From a capex perspective, electricity equipment represents up to 50% of hard costs and 30% of total development cost. This power equipment includes generators, Uninterruptable Power Supply (UPS) systems and rechargeable batteries that are used to maximise reliability.
Arguably more relevant, though, up to 65% of the cash operating expenses of running a data centre are electricity and power equipment related. Actis has recently announced the construction of a 21MW IT load data centre in South Korea in which it will invest nearly $100m in power equipment and expects to pay over $30m per annum in power and power equipment related costs during its operations phase. This is a real example of two core Actis capabilities-in power and real estate combining knowledge.
No surprise then that from a data centre development perspective, the procurement of stable and redundant power supplies is a key success factor (alongside the right physical location and enabling the right ecosystem within the facility). From a value proposition and returns perspective, power procurement cost competitiveness is crucial.
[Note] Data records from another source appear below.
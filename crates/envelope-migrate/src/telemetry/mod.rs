//! Telemetry for the migration tool.
//!
//! Logs are JSON on stderr because stdout carries the migrated data. Spans are
//! additionally exported over OTLP when an endpoint is configured.
//!
//! No envelope, plaintext, or key material is ever recorded; failures are
//! logged by line number and error kind only.

pub mod init;

pub use init::{init, shutdown};
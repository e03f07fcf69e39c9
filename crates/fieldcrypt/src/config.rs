//! Encryption configuration loaded from the environment.
//!
//! Two variables are consumed: `ENCRYPTION_VERSION` (default `v1`) and
//! `ENCRYPTION_SECRET` (required). The secret's UTF-8 bytes are the raw key,
//! so it must be 16, 24 or 32 bytes long for the current engine.

use anyhow::{Context, Result};
use serde::Deserialize;

/// Validated encryption configuration.
#[derive(Clone, Deserialize)]
pub struct CryptoConfig {
    /// Version identifier selecting the engine for new writes.
    #[serde(default = "default_encryption_version")]
    pub encryption_version: String,

    /// Raw key material. **Required.**
    pub encryption_secret: String,
}

fn default_encryption_version() -> String {
    "v1".into()
}

impl CryptoConfig {
    pub fn new(encryption_version: impl Into<String>, encryption_secret: impl Into<String>) -> Self {
        Self {
            encryption_version: encryption_version.into(),
            encryption_secret: encryption_secret.into(),
        }
    }

    /// Load and validate configuration from environment variables.
    ///
    /// # Errors
    ///
    /// Returns an error if `ENCRYPTION_SECRET` is absent or either value is
    /// empty. Key length is checked when the engine is built.
    pub fn from_env() -> Result<Self> {
        let cfg = config::Config::builder()
            .add_source(config::Environment::default())
            .build()
            .context("failed to build encryption configuration from environment")?;

        let c: CryptoConfig = cfg
            .try_deserialize()
            .context("failed to deserialise encryption configuration")?;

        c.validate()?;
        Ok(c)
    }

    /// The key bytes handed to the engine.
    pub fn secret_bytes(&self) -> &[u8] {
        self.encryption_secret.as_bytes()
    }

    pub(crate) fn validate(&self) -> Result<()> {
        if self.encryption_version.trim().is_empty() {
            anyhow::bail!("ENCRYPTION_VERSION must not be empty");
        }
        if self.encryption_secret.is_empty() {
            anyhow::bail!("ENCRYPTION_SECRET is required and must not be empty");
        }
        Ok(())
    }
}

impl std::fmt::Debug for CryptoConfig {
    fn fmt(&self, f: &mut std::fmt::Formatter<'_>) -> std::fmt::Result {
        f.debug_struct("CryptoConfig")
            .field("encryption_version", &self.encryption_version)
            .field("encryption_secret", &"[REDACTED]")
            .finish()
    }
}

#[cfg(test)]
mod tests {
    use super::*;

    #[test]
    fn defaults_are_correct() {
        assert_eq!(default_encryption_version(), "v1");
    }

    #[test]
    fn validate_rejects_empty_secret() {
        let cfg = CryptoConfig::new("v1", "");
        assert!(cfg.validate().is_err());
    }

    #[test]
    fn validate_rejects_blank_version() {
        let cfg = CryptoConfig::new("  ", "0123456789abcdef");
        assert!(cfg.validate().is_err());
    }

    #[test]
    fn validate_accepts_valid_config() {
        let cfg = CryptoConfig::new("v1", "0123456789abcdef");
        assert!(cfg.validate().is_ok());
        assert_eq!(cfg.secret_bytes().len(), 16);
    }

    #[test]
    fn debug_hides_secret() {
        let cfg = CryptoConfig::new("v1", "0123456789abcdef");
        let printed = format!("{cfg:?}");
        assert!(printed.contains("REDACTED"));
        assert!(!printed.contains("0123"));
    }
}
/// Closed enum that travels through the address bar as a short string token.
///
/// Sort fields, dialog kinds, detail tabs and fixed column names all implement
/// this, so the codec never has to know a concrete screen.
pub trait UrlToken: Sized + Copy + Eq + 'static {
    /// Every variant, in declaration order
    const ALL: &'static [Self];

    /// Wire representation of the token
    fn code(&self) -> &'static str;

    /// Parse a wire token; unknown tokens yield `None`
    fn from_code(code: &str) -> Option<Self> {
        Self::ALL.iter().copied().find(|token| token.code() == code)
    }
}

/// Placeholder for screens that have no tabs.
#[derive(Debug, Clone, Copy, PartialEq, Eq)]
pub enum NoTab {}

impl UrlToken for NoTab {
    const ALL: &'static [Self] = &[];

    fn code(&self) -> &'static str {
        match *self {}
    }
}

/// Dialogs shared by every list screen that supports saved searches.
///
/// Screen dialog enums embed it as a variant, e.g. `SaleListDialog::Tab(..)`.
#[derive(Debug, Clone, Copy, PartialEq, Eq, PartialOrd, Ord)]
pub enum TabAction {
    SaveSearch,
    DeleteSearch,
}

impl TabAction {
    pub const SAVE_SEARCH: &'static str = "save-search";
    pub const DELETE_SEARCH: &'static str = "delete-search";
}

impl UrlToken for TabAction {
    const ALL: &'static [Self] = &[TabAction::SaveSearch, TabAction::DeleteSearch];

    fn code(&self) -> &'static str {
        match self {
            TabAction::SaveSearch => Self::SAVE_SEARCH,
            TabAction::DeleteSearch => Self::DELETE_SEARCH,
        }
    }
}

/// List dialog enums that embed the saved-search actions
pub trait TabDialog: UrlToken {
    fn tab(action: TabAction) -> Self;
    fn tab_action(&self) -> Option<TabAction>;
}

/// Declares a closed enum together with its `UrlToken` codes.
///
/// ```
/// contracts::url_token! {
///     #[derive(Debug, Clone, Copy, PartialEq, Eq)]
///     pub enum Tab {
///         Products => "products",
///         Categories => "categories",
///     }
/// }
/// use contracts::shared::list_view::UrlToken;
/// assert_eq!(Tab::from_code("products"), Some(Tab::Products));
/// ```
#[macro_export]
macro_rules! url_token {
    (
        $(#[$meta:meta])*
        $vis:vis enum $name:ident {
            $($(#[$variant_meta:meta])* $variant:ident => $code:literal),+ $(,)?
        }
    ) => {
        $(#[$meta])*
        $vis enum $name {
            $($(#[$variant_meta])* $variant),+
        }

        impl $crate::shared::list_view::UrlToken for $name {
            const ALL: &'static [Self] = &[$($name::$variant),+];

            fn code(&self) -> &'static str {
                match self {
                    $($name::$variant => $code),+
                }
            }
        }
    };
}

#[cfg(test)]
mod tests {
    use super::*;

    #[test]
    fn test_from_code_matches_declared_codes() {
        for action in TabAction::ALL {
            assert_eq!(TabAction::from_code(action.code()), Some(*action));
        }
        assert_eq!(TabAction::from_code("save_search"), None);
    }

    #[test]
    fn test_no_tab_never_parses() {
        assert_eq!(NoTab::from_code(""), None);
        assert_eq!(NoTab::from_code("products"), None);
    }
}
//! GraphQL documents of the category screens.

pub const CATEGORY_CREATE: &str = r#"
mutation CategoryCreate($parent: ID, $input: CategoryInput!) {
  categoryCreate(parent: $parent, input: $input) {
    errors {
      field
      message
    }
    category {
      id
      name
    }
  }
}
"#;

pub const CATEGORY_DELETE: &str = r#"
mutation CategoryDelete($id: ID!) {
  categoryDelete(id: $id) {
    errors {
      field
      message
    }
  }
}
"#;

pub const CATEGORY_BULK_DELETE: &str = r#"
mutation CategoryBulkDelete($ids: [ID]!) {
  categoryBulkDelete(ids: $ids) {
    errors {
      field
      message
    }
    count
  }
}
"#;

pub const ROOT_CATEGORIES: &str = r#"
query RootCategories(
  $first: Int
  $after: String
  $last: Int
  $before: String
  $filter: CategoryFilterInput
  $sort: CategorySortingInput
) {
  categories(
    level: 0
    first: $first
    after: $after
    last: $last
    before: $before
    filter: $filter
    sortBy: $sort
  ) {
    edges {
      node {
        id
        name
        children {
          totalCount
        }
        products {
          totalCount
        }
      }
    }
    pageInfo {
      endCursor
      hasNextPage
      hasPreviousPage
      startCursor
    }
  }
}
"#;

pub const CATEGORY_DETAILS: &str = r#"
query CategoryDetails(
  $id: ID!
  $first: Int
  $after: String
  $last: Int
  $before: String
) {
  category(id: $id) {
    id
    name
    seoTitle
    seoDescription
    parent {
      id
    }
    children(first: $first, after: $after, last: $last, before: $before) {
      edges {
        node {
          id
          name
          children {
            totalCount
          }
          products {
            totalCount
          }
        }
      }
      pageInfo {
        endCursor
        hasNextPage
        hasPreviousPage
        startCursor
      }
    }
    products(first: $first, after: $after, last: $last, before: $before) {
      edges {
        node {
          id
          name
          thumbnail {
            url
          }
        }
      }
      pageInfo {
        endCursor
        hasNextPage
        hasPreviousPage
        startCursor
      }
    }
  }
}
"#;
Importance of data centres to global power demand
Data centre IP traffic is expected to grow exponentially during the next phase of the Digital Revolution: in the immediate term cloud computing, characterised by computing processes and data storage migrated to the cloud as opposed to devices (which requires a lot of data flowing around) and, in the near future, artificial intelligence, internet of things, virtual reality, autonomous vehicles and blockchain, all of which require massive amount of data creation, processing and storage. From 2010 to 2018 data centre IP traffic increased 6-fold. HSBC estimates that between 2017 and 2030 it will increase another 19-fold.
If data centres use a lot of power and their use has grown exponentially, so has power demand by this sector… right? Interestingly, this has not been the case in the last decade, when the 6-fold increase in data centre IP traffic between 2010 and 2018 has corresponded with a 6% total increase of power demand by this sector over that period. Efficiency improvements in core IT components and the shift away from small, inefficient facilities towards large cloud and hyperscale data centres are to blame.
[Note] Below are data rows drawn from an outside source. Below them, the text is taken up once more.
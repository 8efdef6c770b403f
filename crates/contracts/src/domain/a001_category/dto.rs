use super::urls::{CategoryListFilter, CategoryListParams};
use crate::shared::graphql::{
    BulkPayload, Connection, CountableTotal, ErrorsPayload, FieldError, SearchFilterInput,
    SortingInput, Thumbnail,
};
use crate::shared::list_view::{PageInfo, Pagination, QueryPagination};
use crate::shared::mutation::CreatePayload;
use serde::{Deserialize, Serialize};
use serde_json::{json, Value};

// ============================================================================
// Create
// ============================================================================

/// Values of the create form
#[derive(Debug, Clone, Default, PartialEq, Eq)]
pub struct CategoryCreateFormData {
    pub name: String,
    /// Plain text, one paragraph per line
    pub description: String,
    pub seo_title: String,
    pub seo_description: String,
}

#[derive(Debug, Clone, PartialEq, Serialize)]
pub struct SeoInput {
    pub title: String,
    pub description: String,
}

#[derive(Debug, Clone, PartialEq, Serialize)]
#[serde(rename_all = "camelCase")]
pub struct CategoryInput {
    pub name: String,
    /// Serialized rich-text document
    pub description_json: String,
    pub seo: SeoInput,
}

#[derive(Debug, Clone, PartialEq, Serialize)]
pub struct CategoryCreateVariables {
    /// Serialized as `null` for a root category
    pub parent: Option<String>,
    pub input: CategoryInput,
}

impl CategoryCreateFormData {
    pub fn to_variables(&self, parent_id: Option<&str>) -> CategoryCreateVariables {
        CategoryCreateVariables {
            parent: parent_id.filter(|id| !id.is_empty()).map(str::to_string),
            input: CategoryInput {
                name: self.name.trim().to_string(),
                description_json: description_document(&self.description).to_string(),
                seo: SeoInput {
                    title: self.seo_title.clone(),
                    description: self.seo_description.clone(),
                },
            },
        }
    }
}

/// Rich-text document (`blocks` + `entityMap`) holding one unstyled block per line
pub fn description_document(text: &str) -> Value {
    let blocks: Vec<Value> = text
        .lines()
        .enumerate()
        .map(|(index, line)| {
            json!({
                "key": format!("b{}", index),
                "text": line,
                "type": "unstyled",
                "depth": 0,
                "inlineStyleRanges": [],
                "entityRanges": [],
                "data": {},
            })
        })
        .collect();
    json!({ "blocks": blocks, "entityMap": {} })
}

#[derive(Debug, Clone, PartialEq, Eq, Deserialize)]
pub struct CategoryRef {
    pub id: String,
    pub name: String,
}

#[derive(Debug, Clone, PartialEq, Eq, Deserialize)]
pub struct CategoryCreatePayload {
    #[serde(default)]
    pub errors: Vec<FieldError>,
    pub category: Option<CategoryRef>,
}

impl CreatePayload for CategoryCreatePayload {
    fn errors(&self) -> &[FieldError] {
        &self.errors
    }

    fn created_id(&self) -> Option<&str> {
        self.category.as_ref().map(|category| category.id.as_str())
    }
}

#[derive(Debug, Clone, Deserialize)]
#[serde(rename_all = "camelCase")]
pub struct CategoryCreateData {
    pub category_create: CategoryCreatePayload,
}

// ============================================================================
// Delete
// ============================================================================

#[derive(Debug, Clone, Deserialize)]
#[serde(rename_all = "camelCase")]
pub struct CategoryDeleteData {
    pub category_delete: ErrorsPayload,
}

#[derive(Debug, Clone, Deserialize)]
#[serde(rename_all = "camelCase")]
pub struct CategoryBulkDeleteData {
    pub category_bulk_delete: BulkPayload,
}

// ============================================================================
// List
// ============================================================================

#[derive(Debug, Clone, PartialEq, Eq, Deserialize)]
pub struct CategoryListItem {
    pub id: String,
    pub name: String,
    #[serde(default)]
    pub children: Option<CountableTotal>,
    #[serde(default)]
    pub products: Option<CountableTotal>,
}

impl CategoryListItem {
    pub fn subcategory_count(&self) -> Option<u32> {
        self.children.map(|c| c.total_count)
    }

    pub fn product_count(&self) -> Option<u32> {
        self.products.map(|c| c.total_count)
    }
}

#[derive(Debug, Clone, PartialEq, Serialize)]
#[serde(rename_all = "camelCase")]
pub struct RootCategoriesVariables {
    #[serde(flatten)]
    pub pagination: QueryPagination,
    pub filter: SearchFilterInput,
    pub sort: SortingInput,
}

impl RootCategoriesVariables {
    pub fn from_params(params: &CategoryListParams) -> Self {
        Self {
            pagination: QueryPagination::from(&params.pagination),
            filter: SearchFilterInput::new(params.filter(CategoryListFilter::Query)),
            sort: SortingInput::new(params.sort.field.graphql_field(), params.sort.ascending),
        }
    }
}

#[derive(Debug, Clone, Deserialize)]
pub struct RootCategoriesData {
    pub categories: Option<Connection<CategoryListItem>>,
}

// ============================================================================
// Details
// ============================================================================

#[derive(Debug, Clone, PartialEq, Eq, Deserialize)]
#[serde(rename_all = "camelCase")]
pub struct CategoryProductItem {
    pub id: String,
    pub name: String,
    #[serde(default)]
    pub thumbnail: Option<Thumbnail>,
}

#[derive(Debug, Clone, Deserialize)]
#[serde(rename_all = "camelCase")]
pub struct CategoryDetails {
    pub id: String,
    pub name: String,
    #[serde(default)]
    pub seo_title: Option<String>,
    #[serde(default)]
    pub seo_description: Option<String>,
    #[serde(default)]
    pub parent: Option<CategoryRefId>,
    #[serde(default)]
    pub children: Option<Connection<CategoryListItem>>,
    #[serde(default)]
    pub products: Option<Connection<CategoryProductItem>>,
}

#[derive(Debug, Clone, PartialEq, Eq, Deserialize)]
pub struct CategoryRefId {
    pub id: String,
}

impl CategoryDetails {
    pub fn parent_id(&self) -> Option<&str> {
        self.parent.as_ref().map(|p| p.id.as_str())
    }

    pub fn children_page_info(&self) -> Option<&PageInfo> {
        self.children.as_ref().and_then(|c| c.page_info.as_ref())
    }

    pub fn products_page_info(&self) -> Option<&PageInfo> {
        self.products.as_ref().and_then(|c| c.page_info.as_ref())
    }
}

/// One cursor pair drives both the subcategory and the product connection
#[derive(Debug, Clone, PartialEq, Eq, Serialize)]
pub struct CategoryDetailsVariables {
    pub id: String,
    #[serde(flatten)]
    pub pagination: QueryPagination,
}

impl CategoryDetailsVariables {
    pub fn new(id: &str, pagination: &Pagination) -> Self {
        Self {
            id: id.to_string(),
            pagination: QueryPagination::from(pagination),
        }
    }
}

#[derive(Debug, Clone, Deserialize)]
pub struct CategoryDetailsData {
    pub category: Option<CategoryDetails>,
}

#[cfg(test)]
mod tests {
    use super::*;
    use serde_json::json;

    #[test]
    fn test_create_variables_wrap_description() {
        let form = CategoryCreateFormData {
            name: " Shoes ".into(),
            description: "Line one\nLine two".into(),
            seo_title: "Shoes".into(),
            seo_description: String::new(),
        };
        let variables = form.to_variables(None);
        assert_eq!(variables.parent, None);
        assert_eq!(variables.input.name, "Shoes");

        let document: Value =
            serde_json::from_str(&variables.input.description_json).expect("valid json");
        assert_eq!(document["blocks"][1]["text"], "Line two");
        assert_eq!(document["entityMap"], json!({}));

        let encoded = serde_json::to_value(&variables).expect("serializable");
        assert_eq!(encoded["parent"], Value::Null);
        assert_eq!(encoded["input"]["descriptionJson"], variables.input.description_json);
    }

    #[test]
    fn test_create_variables_keep_parent() {
        let variables = CategoryCreateFormData::default().to_variables(Some("Q2F0OjE="));
        assert_eq!(variables.parent.as_deref(), Some("Q2F0OjE="));
        assert_eq!(CategoryCreateFormData::default().to_variables(Some("")).parent, None);
    }

    #[test]
    fn test_create_payload_created_id() {
        let data: CategoryCreateData = serde_json::from_value(json!({
            "categoryCreate": {
                "errors": [],
                "category": { "id": "42", "name": "Shoes" }
            }
        }))
        .expect("valid payload");
        assert_eq!(data.category_create.created_id(), Some("42"));
        assert!(data.category_create.errors().is_empty());
    }

    #[test]
    fn test_list_variables_from_params() {
        let params: CategoryListParams =
            crate::shared::list_view::decode_list("query=shoe&sort=productCount&asc=false");
        let variables = RootCategoriesVariables::from_params(&params);
        assert_eq!(variables.filter.search.as_deref(), Some("shoe"));
        assert_eq!(variables.sort, SortingInput::new("PRODUCT_COUNT", false));
        assert_eq!(variables.pagination.first, Some(20));
    }

    #[test]
    fn test_list_variables_shape() {
        let variables = RootCategoriesVariables {
            pagination: QueryPagination {
                first: Some(20),
                ..QueryPagination::default()
            },
            filter: SearchFilterInput::default(),
            sort: SortingInput::new("NAME", false),
        };
        assert_eq!(
            serde_json::to_value(&variables).expect("serializable"),
            json!({
                "first": 20,
                "filter": {},
                "sort": { "direction": "DESC", "field": "NAME" }
            })
        );
    }
}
PUE – the ratio of total power use by IT equipment – in large data facilities has dropped from 2.5 in 2007 to an industry average of around 1.6, with the very best hyperscale data can have PUE values of around 1.1 (meaning 0.1 kWh used for cooling/power provision for every 1 kWh used for IT equipment). Actis has a data centre under construction in China in which different design measures were adopted to target a 1.19 PUE.
The key question is whether this technology evolution will be sufficient to keep up with data centre growth. The IEA projects that while data centre demand will increase by 60% through 2022, if the trajectory of efficiency gains in IT components and data centre infrastructure continues, data centre power consumption can remain constant through that period.
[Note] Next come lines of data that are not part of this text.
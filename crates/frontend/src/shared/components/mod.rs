pub mod confirm_dialog;
pub mod error_banner;
pub mod page_header;
pub mod pagination_controls;
pub mod saved_search_tabs;
pub mod search_field;
pub mod tab_bar;
pub mod table;

pub use confirm_dialog::ConfirmDialog;
pub use error_banner::ErrorBanner;
pub use page_header::PageHeader;
pub use pagination_controls::PaginationControls;
pub use saved_search_tabs::SavedSearchTabs;
pub use search_field::SearchField;
pub use tab_bar::TabBar;
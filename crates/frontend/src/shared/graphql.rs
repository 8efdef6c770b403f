//! GraphQL transport: POST `{query, operationName, variables}` to the API.

use super::api_utils::{api_url, auth_token};
use contracts::shared::graphql::{ApiError, GraphQlRequest, GraphQlResponse};
use gloo_net::http::Request;
use serde::de::DeserializeOwned;
use serde::Serialize;

pub async fn execute<V, T>(operation_name: &str, query: &str, variables: &V) -> Result<T, ApiError>
where
    V: Serialize,
    T: DeserializeOwned,
{
    let body = GraphQlRequest {
        query,
        operation_name: Some(operation_name),
        variables,
    };

    let mut request = Request::post(&api_url());
    if let Some(token) = auth_token() {
        request = request.header("Authorization", &format!("Bearer {}", token));
    }
    log::debug!("GraphQL {}", operation_name);

    let response = request
        .json(&body)
        .map_err(|e| ApiError::Decode(format!("Failed to serialize request: {}", e)))?
        .send()
        .await
        .map_err(|e| ApiError::Network(e.to_string()))?;

    if !response.ok() {
        log::warn!("GraphQL {} failed with status {}", operation_name, response.status());
        return Err(ApiError::Http(response.status()));
    }

    let envelope = response
        .json::<GraphQlResponse<T>>()
        .await
        .map_err(|e| ApiError::Decode(e.to_string()))?;
    envelope.into_result()
}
Some caution that longer term power demand will inevitably increase on the argument that Moore’s law – the doubling of processing capacity and 50% reduction in its cost every 1.5 years – will tend to break eventually. Also, after all, the PUE can never be below 1.HSBC estimates that by 2030 total power demand by data centres will increase 9x, and cautions about consequential strains on global energy systems.
A 2018 article in Nature estimates that the sectors power demand could increase by “only” 5x or less, to 1,100TWh or around 2.5% of global electricity consumption. This is a matter of debate, as others argue that these projections fail to consider continued efficiency gains.
A first element to contextualise this question is that while data centres are facilities with high concentration of power consumption, they serve as outsourcing replacement for IT processing needs that would have otherwise been done internally by corporations. Also, cloud computing saves the overall energy to be utilised by IT equipment, drives more efficient use of computer resources, saves office spaces and as more human activities goes online, there is an overall more efficient use of resources, including energy, compared to offline activities.
In terms of power demand by the data centre industry, while the rate of growth is uncertain, it is clear it is already a large carbon emitter. However, the journey that data centres have gone through lays out important lessons for other industries, namely: scale, energy efficiency and, importantly, adoption of renewable energy.
Actis has witnessed first-hand the muscle of efficiency derived from scale via our activities in the power sector. Our first wind farm in Latin America (also the region’s first utility scale wind farm), PESRL in Costa Rica, used 410kW turbines in a facility with a total capacity of 24MW.
Our latest wind farm in Brazil utilises 4.2MW turbines – 10x the capacity per turbine vs.PESRL’s.In Mexico, we built what is today the largest operational windfarm in Latin America at 424MW. This facility sells power at a 50% discount to that first investment in Costa Rica. On the data centre side, AWS estimates that hyperscale data centres require only 16% of the power as compared to on-premises infrastructure, which reduces carbon footprint by 88%. Sometimes bigger is better.
We also know that the cleanest (and cheapest!) kW is that which is not wasted – energy efficiency. In our power distribution businesses, loss reduction is a key element of our value creation toolkit. In Umeme, a power distribution business in Uganda, annual network losses decreased from 34.7% in 2009 to 19.5% in 2015. The data centre industry has also focused on energy efficiency, by applying new technologies. Google developed an artificial intelligence algorithm that monitors data generated by sensors within a data centre to optimise the cooling configurations, reducing power usage by 15%.
Ultimately, though, the data centre industry will continue to require massive amounts of power: an equivalent of more than 300GW of new plants by 2030. The good news is that information and communications technology (ICT) companies have become major players in anchoring new renewable capacity. The declining cost of renewable energy supports a robust economic argument, while it allows the offtaker to hedge its power cost from price volatility via long term, fixed price PPAs – something that fossil fuel generation cannot provide.
Across the globe, adoption of renewables by data centre operations has gone mainstream. According to the IEA, ICT companies accounted for about half of global corporate renewables procurement in the past five years.
This charge has been led precisely by data centre operators. In 2018, Google procured 10TWh of renewable power to match 100% of their data centre energy consumption: this is equivalent to the total electricity consumption of Guatemala, with a population of 17 million. AWS has committed to procure 100% of their power needs from renewables by 2025. For renewables developers, these offtakers, with their huge demand requirements, corporate commitment to renewables and credit profile, represent an ideal commercialisation path to anchor new projects. After all, Microsoft, which sourced half of its electricity from renewables in 2018, is one of only two corporations in the US to boast a AAA credit rating – higher than the US government itself!
The world’s appetite for data has increased exponentially over the past decade and is expected to accelerate further with the advent of new technologies – artificial intelligence, virtual reality, autonomous vehicles, and the internet of things.Data centres are a key component of this digital ecosystem that is powered by electricity. Electricity is most important component of a data centre cost structure and is a key development success factor. Operators that excel at power procurement will have an edge as will Real Estate developers with in-house expertise in this area such as Actis.
From a macro perspective, data centres account for 1% of global consumption. While efficiency gains in operations have mitigated any increase in total power demand in the past decade, it is projected that the share of global power consumption could increase towards 2.5% plus by 2030.
While this increase could pose challenges and strains to the global energy system, the industry has relevant lessons for others on the energy transition journey: scale, energy efficiency and the adoption of renewable energy have come together to power the data centre in a smart, sustainable way. Stakeholders should take note to keep and build on this promising path.